Бир также затрагивает показательный и важный как в российском, так и советском контексте вопрос о различных и частично пересекающихся способах наказания (которые он называет применительно к царскому институту ссылки государственными, экономическими, колониальными и дисциплинарными).
В конечном счете Бир весьма ярко описывает то, что хорошо знакомо любому советскому специалисту: зияющую пропасть между намерениями государства и неожиданными последствиями, постоянно растущими из-за нехватки ресурсов и непосредственно ведущими к болезням и перенаселению, к появлению коррумпированных и корыстных местных чиновников, к неформальным отношениям, которые практикуются наряду с официальными. В конце главы Бир рассуждает о том, как география – большие расстояния, достаточная удаленность для возможности применения любой системы наказания, условия окружающей среды, нередко экстремальные, и отсутствие инфраструктуры – оказала определяющее влияние на пенитенциарные системы, возникшие при царизме и в более поздние периоды.
В главе «Британский архипелаг лагерей» Айдан Форт прослеживает генеалогию концлагеря в британском колониальном контексте. На материале истории Британской империи сюжет перемещается от работных домов для бедных в имперской метрополии, послуживших шаблоном для будущих лагерей, в Британскую Индию как «главную лагерную арену» в XIX веке. Племенные лагеря для преступников, возникшие в результате чрезвычайных ситуаций, вызванных в 1890-е годы голодом и чумой, в свою очередь, послужили образцом для мест заключения, которые впервые назовут концентрационными лагерями во время Англо-бурской войны. Из этой генеалогии вытекает несколько важных следствий. Во-первых, существовало живое взаимодействие между метрополией и колониальной периферией, между работными домами в центре и лагерями на периферии, между классовым и расовым дискурсами. Это может предоставить аналогию, mutatis mutandis, для дальнейшего изучения взаимодействия между советским центром и периферией, между ГУЛАГом и не-ГУЛАГом. Во-вторых, не только Британия, но и другие колониальные державы «почерпнули многие культурные, материальные и политические предпосылки принудительного лагеря» в долгом XIX веке. Примечательно, что во время Наполеоновских войн армейские лагеря в некоторых организационных аспектах послужили моделью концентрационных лагерей для мирных жителей. В-третьих, как и в советском случае, эти культурные предпосылки включали мощные метафоры «чистоты» и «грязи».
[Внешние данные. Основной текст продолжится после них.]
use std::sync::Arc;
use tracing::{debug, info, warn};

use crate::book_store::BookTextStore;
use crate::catalog::Catalog;
use crate::config::MatchParams;
use crate::matching::locate_quote;

/// Context found for a quote, with where it came from
#[derive(Debug, Clone, PartialEq, Eq)]
pub struct FoundContext {
    pub context: String,
    pub book_id: String,
    pub title: String,
    /// Char offset of the matched window in the book text
    pub offset: usize,
    pub distance: usize,
}

/// Outcome of resolving a single quote
#[derive(Debug, Clone, PartialEq, Eq)]
pub enum Resolution {
    Found(FoundContext),
    /// The author filter matched no catalog entry
    NoCandidateBooks,
    /// Candidates existed but none contained an accepted match
    NotFound,
}

impl Resolution {
    pub fn context(&self) -> Option<&str> {
        match self {
            Resolution::Found(found) => Some(&found.context),
            _ => None,
        }
    }
}

/// Searches an author's books for a quote, stopping at the first accepted match
#[derive(Clone)]
pub struct QuoteResolver {
    catalog: Arc<Catalog>,
    books: Arc<dyn BookTextStore>,
    params: MatchParams,
}

impl QuoteResolver {
    pub fn new(catalog: Arc<Catalog>, books: Arc<dyn BookTextStore>, params: MatchParams) -> Self {
        Self { catalog, books, params }
    }

    pub fn params(&self) -> &MatchParams {
        &self.params
    }

    /// Try each of the author's books in catalog order, and each book's candidate
    /// files in store order; the first accepted match wins.
    pub fn resolve(&self, quote: &str, author: &str) -> Resolution {
        let candidates = self.catalog.books_by_author(author);
        if candidates.is_empty() {
            info!("No books found for author: {}", author);
            return Resolution::NoCandidateBooks;
        }

        for book in candidates {
            info!("Checking book: {} (Book Number: {})", book.title, book.book_id);

            for path in self.books.candidate_files(&book.book_id, self.params.max_files_per_book) {
                debug!("Found file: {}", path.display());

                let text = match self.books.load(&path) {
                    Ok(text) => text,
                    Err(e) => {
                        warn!("Skipping book file: {}", e);
                        continue;
                    }
                };

                if let Some(location) = locate_quote(&text, quote, &self.params) {
                    info!(
                        "Quote found in the book '{}' (Book Number: {}), at offset {} with distance {}",
                        book.title, book.book_id, location.found.start, location.found.distance
                    );
                    return Resolution::Found(FoundContext {
                        context: location.context,
                        book_id: book.book_id.clone(),
                        title: book.title.clone(),
                        offset: location.found.start,
                        distance: location.found.distance,
                    });
                }
            }
        }

        info!("Quote not found in any of the books by {}", author);
        Resolution::NotFound
    }
}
Отдаленное, но заметное «фамильное сходство», тянущееся из XIX в XX век, которое демонстрирует Форт, предостерегая при этом от упрощенных сравнений, таким образом, включает не только административные и организационные технологии, но и культурные и идеологические мотивы, которые простирались от центров власти до периферийных точек злоупотребления властью. Лагеря создавались государствами всего политического спектра, но, несмотря на радикально отличающиеся политические идеологии, глубинная культурно-идеологическая логика, лежащая в основе лагерей, кажется очень схожей. В то же время, расширяя положения Белла о «чрезвычайных положениях», Форт поясняет, что британские лагеря были «естественными продуктами чрезвычайных ситуаций», таких как голод, болезни и войны, и были обречены на внеправовое исключение. И таким образом, они подтверждают суждение о современных лагерях как о «чрезвычайных положениях» в том смысле, который неприменим к ГУЛАГу, хотя последнее и спорно, и нетипично. В любом случае, Форт прав, когда призывает к компаративным исследованиям, выходящим за пределы круга «обычных подозреваемых», а также к таким, которые могут изменить представление об «удобных различиях» между либеральными и нелиберальными государствами.